Chonker is a rewrite
of a now non-existent project called ranger written by the venerable
@sudhirj.
It doesn’t exist there for boring $job
reasons,
but the original code lives on in Chonker’s git history.
The standard Go HTTP request response API lives on in Chonker whereby
a single HTTP request yields a single HTTP response object.

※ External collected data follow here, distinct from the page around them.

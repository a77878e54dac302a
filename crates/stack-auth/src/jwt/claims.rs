//! JWT claims structure carried by bearer tokens.

use chrono::{DateTime, Utc};
use serde::{Deserialize, Serialize};
use uuid::Uuid;

/// JWT claims payload embedded in every access token.
#[derive(Debug, Clone, PartialEq, Eq, Serialize, Deserialize)]
pub struct Claims {
    /// Subject: the user ID.
    pub sub: Uuid,
    /// Display name, when the issuer knows one.
    #[serde(default, skip_serializing_if = "Option::is_none")]
    pub name: Option<String>,
    /// Issued-at timestamp (seconds since epoch).
    pub iat: i64,
    /// Expiration timestamp (seconds since epoch).
    pub exp: i64,
}

impl Claims {
    /// Returns the user ID from the subject claim.
    pub fn user_id(&self) -> Uuid {
        self.sub
    }

    /// Returns the expiration as a `DateTime<Utc>`.
    pub fn expires_at(&self) -> DateTime<Utc> {
        DateTime::from_timestamp(self.exp, 0).unwrap_or_else(Utc::now)
    }

    /// Checks whether this token has expired.
    pub fn is_expired(&self) -> bool {
        Utc::now().timestamp() >= self.exp
    }
}
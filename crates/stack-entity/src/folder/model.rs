//! Folder entity model.

use chrono::{DateTime, Utc};
use serde::{Deserialize, Serialize};
use uuid::Uuid;

use super::metadata::FolderMetadata;
use crate::permission::{FolderAccess, SharedWith};

/// A folder in the document hierarchy.
#[derive(Debug, Clone, PartialEq, Serialize, Deserialize)]
#[serde(rename_all = "camelCase")]
pub struct Folder {
    /// Unique folder identifier.
    pub id: Uuid,
    /// Folder name.
    pub name: String,
    /// Parent folder ID (null for root folders).
    pub parent_id: Option<Uuid>,
    /// Materialized path (e.g., `/Reports/Q1`).
    pub path: String,
    /// The user who created the folder.
    pub created_by: Uuid,
    /// When the folder was created.
    pub created_at: DateTime<Utc>,
    /// When the folder was last updated.
    pub updated_at: DateTime<Utc>,
    /// Whether any share entries exist.
    pub is_shared: bool,
    /// Share entries keyed by user.
    pub shared_with: SharedWith,
    /// Display metadata.
    pub metadata: FolderMetadata,
}

impl Folder {
    /// Check if this is a root folder (no parent).
    pub fn is_root(&self) -> bool {
        self.parent_id.is_none()
    }

    /// Check if the given user created this folder.
    pub fn is_creator(&self, user_id: Uuid) -> bool {
        self.created_by == user_id
    }

    /// The access `user_id` holds on this folder, if any.
    pub fn access_for(&self, user_id: Uuid) -> Option<FolderAccess> {
        if self.is_creator(user_id) {
            return Some(FolderAccess::Owner);
        }
        self.shared_with
            .get(&user_id)
            .map(|entry| FolderAccess::from(entry.permission))
    }

    /// Re-derives `is_shared` from the share map.
    pub fn sync_shared_flag(&mut self) {
        self.is_shared = !self.shared_with.is_empty();
    }
}

/// Data required to create a new folder.
#[derive(Debug, Clone)]
pub struct CreateFolder {
    /// Pre-generated folder ID.
    pub id: Uuid,
    /// Folder name, already normalized.
    pub name: String,
    /// Parent folder (None for root).
    pub parent_id: Option<Uuid>,
    /// Derived path.
    pub path: String,
    /// The creating user.
    pub created_by: Uuid,
    /// Initial metadata.
    pub metadata: FolderMetadata,
}

/// A folder together with its child counts, as returned by the API.
#[derive(Debug, Clone, PartialEq, Serialize, Deserialize)]
#[serde(rename_all = "camelCase")]
pub struct FolderWithCounts {
    /// The folder itself.
    #[serde(flatten)]
    pub folder: Folder,
    /// Documents whose `folderId` is this folder.
    pub document_count: i64,
    /// Folders whose `parentId` is this folder.
    pub subfolder_count: i64,
}

impl FolderWithCounts {
    /// Wraps a freshly created folder, which has no children yet.
    pub fn empty(folder: Folder) -> Self {
        Self {
            folder,
            document_count: 0,
            subfolder_count: 0,
        }
    }
}
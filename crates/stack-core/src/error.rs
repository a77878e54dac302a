//! Unified application error types.
//!
//! All crates map their internal errors into [`AppError`] for consistent
//! propagation through the ? operator. The HTTP layer owns the mapping
//! from [`ErrorKind`] to status codes.

use std::fmt;
use thiserror::Error;

/// Top-level error kind categorization used across the entire application.
#[derive(Debug, Clone, Copy, PartialEq, Eq, Hash, serde::Serialize, serde::Deserialize)]
pub enum ErrorKind {
    /// The requested resource was not found (or is not visible to the caller).
    NotFound,
    /// Authentication failed (missing, invalid, or expired token).
    Authentication,
    /// The caller does not have permission to perform the action.
    Authorization,
    /// Input validation failed.
    Validation,
    /// A conflict occurred (name collision, non-empty delete target).
    Conflict,
    /// The request or one of its fields exceeds a size ceiling.
    PayloadTooLarge,
    /// An internal server error occurred.
    Internal,
    /// A database error occurred.
    Database,
    /// A configuration error occurred.
    Configuration,
    /// A serialization/deserialization error occurred.
    Serialization,
    /// An external service (pub/sub broker) error occurred.
    ExternalService,
}

impl ErrorKind {
    /// Whether this kind represents a server-side failure rather than a
    /// problem with the request.
    pub fn is_server_error(&self) -> bool {
        matches!(
            self,
            Self::Internal
                | Self::Database
                | Self::Configuration
                | Self::Serialization
                | Self::ExternalService
        )
    }
}

impl fmt::Display for ErrorKind {
    fn fmt(&self, f: &mut fmt::Formatter<'_>) -> fmt::Result {
        match self {
            Self::NotFound => write!(f, "NOT_FOUND"),
            Self::Authentication => write!(f, "AUTHENTICATION"),
            Self::Authorization => write!(f, "AUTHORIZATION"),
            Self::Validation => write!(f, "VALIDATION"),
            Self::Conflict => write!(f, "CONFLICT"),
            Self::PayloadTooLarge => write!(f, "PAYLOAD_TOO_LARGE"),
            Self::Internal => write!(f, "INTERNAL"),
            Self::Database => write!(f, "DATABASE"),
            Self::Configuration => write!(f, "CONFIGURATION"),
            Self::Serialization => write!(f, "SERIALIZATION"),
            Self::ExternalService => write!(f, "EXTERNAL_SERVICE"),
        }
    }
}

/// The unified application error.
///
/// Crate-specific errors are mapped into `AppError` using `From` impls
/// or explicit `.map_err()` calls.
#[derive(Debug, Error)]
#[error("{kind}: {message}")]
pub struct AppError {
    /// The category of error.
    pub kind: ErrorKind,
    /// A human-readable error message.
    pub message: String,
    /// Optional underlying cause.
    #[source]
    pub source: Option<Box<dyn std::error::Error + Send + Sync>>,
}

impl AppError {
    /// Create a new application error.
    pub fn new(kind: ErrorKind, message: impl Into<String>) -> Self {
        Self {
            kind,
            message: message.into(),
            source: None,
        }
    }

    /// Create a new application error with an underlying cause.
    pub fn with_source(
        kind: ErrorKind,
        message: impl Into<String>,
        source: impl std::error::Error + Send + Sync + 'static,
    ) -> Self {
        Self {
            kind,
            message: message.into(),
            source: Some(Box::new(source)),
        }
    }

    /// Create a not-found error.
    pub fn not_found(message: impl Into<String>) -> Self {
        Self::new(ErrorKind::NotFound, message)
    }

    /// Create an authentication error.
    pub fn authentication(message: impl Into<String>) -> Self {
        Self::new(ErrorKind::Authentication, message)
    }

    /// Create an authorization error.
    pub fn authorization(message: impl Into<String>) -> Self {
        Self::new(ErrorKind::Authorization, message)
    }

    /// Create a validation error.
    pub fn validation(message: impl Into<String>) -> Self {
        Self::new(ErrorKind::Validation, message)
    }

    /// Create a conflict error.
    pub fn conflict(message: impl Into<String>) -> Self {
        Self::new(ErrorKind::Conflict, message)
    }

    /// Create a payload-too-large error.
    pub fn payload_too_large(message: impl Into<String>) -> Self {
        Self::new(ErrorKind::PayloadTooLarge, message)
    }

    /// Create an internal error.
    pub fn internal(message: impl Into<String>) -> Self {
        Self::new(ErrorKind::Internal, message)
    }

    /// Create a configuration error.
    pub fn configuration(message: impl Into<String>) -> Self {
        Self::new(ErrorKind::Configuration, message)
    }

    /// Create an external-service error.
    pub fn external_service(message: impl Into<String>) -> Self {
        Self::new(ErrorKind::ExternalService, message)
    }
}

impl Clone for AppError {
    fn clone(&self) -> Self {
        Self {
            kind: self.kind,
            message: self.message.clone(),
            source: None,
        }
    }
}

impl From<serde_json::Error> for AppError {
    fn from(err: serde_json::Error) -> Self {
        Self::with_source(
            ErrorKind::Serialization,
            format!("JSON serialization error: {err}"),
            err,
        )
    }
}

impl From<std::io::Error> for AppError {
    fn from(err: std::io::Error) -> Self {
        Self::with_source(ErrorKind::Internal, format!("I/O error: {err}"), err)
    }
}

Clients read off this response’s body blissfully unaware that
chonker is fetching chunks and piping them to the io.Reader
in order.
vroooom
Go made creating Chonker an absolute delight.
An io.Reader
is connected to an io.Writer
interface
by an io.Pipe
. Chunk download goroutines fetch chunks
quickly and potentially out-of-order.
Writes to the pipe happen in-order ensuring that clients
see the right file.
Faking a http.Response
for the entire file instead of
each chunk is straight forward as well.
how to use
import (
"net/http"
"github.com/ananthb/chonker"
)
func main() {
// Create a new Chonker client
client := chonker.NewClient()
// Create a new HTTP request
req, _ := http.NewRequest("GET", "https://example.com/file", nil)
// Fetch the file
resp, _ := client.Do(req)
// Read the file
body, _ := io.ReadAll(resp.Body)
fmt.Println(string(body))
}
Chonker ends up being a drop-in replacement in any code that
expects a http.Client
. If you’re not pointing your clients
at S3/CloudFront, make sure that your backend server is okay
with clients opening more than one connection to fetch the same file.
AWS CloudFront Weirdness
AWS CloudFront may be at odds with IETF RFC 7231 Section 4.3.2 which states that servers should response with HTTP HEAD requests as if they were get requests. The server just has to omit the response body in this case.
If you have a file in CloudFront larger than 25GiB, then GET requests unadorned
with a Range
header will fail with a 400 error. This has the side effect of
also making HEAD requests fail.
Chonker works around this by always sending a Range
header with a 0-0 range
for the first discovery request, but this leaves a strange feeling in my gut.
I want my HEAD requests dammit!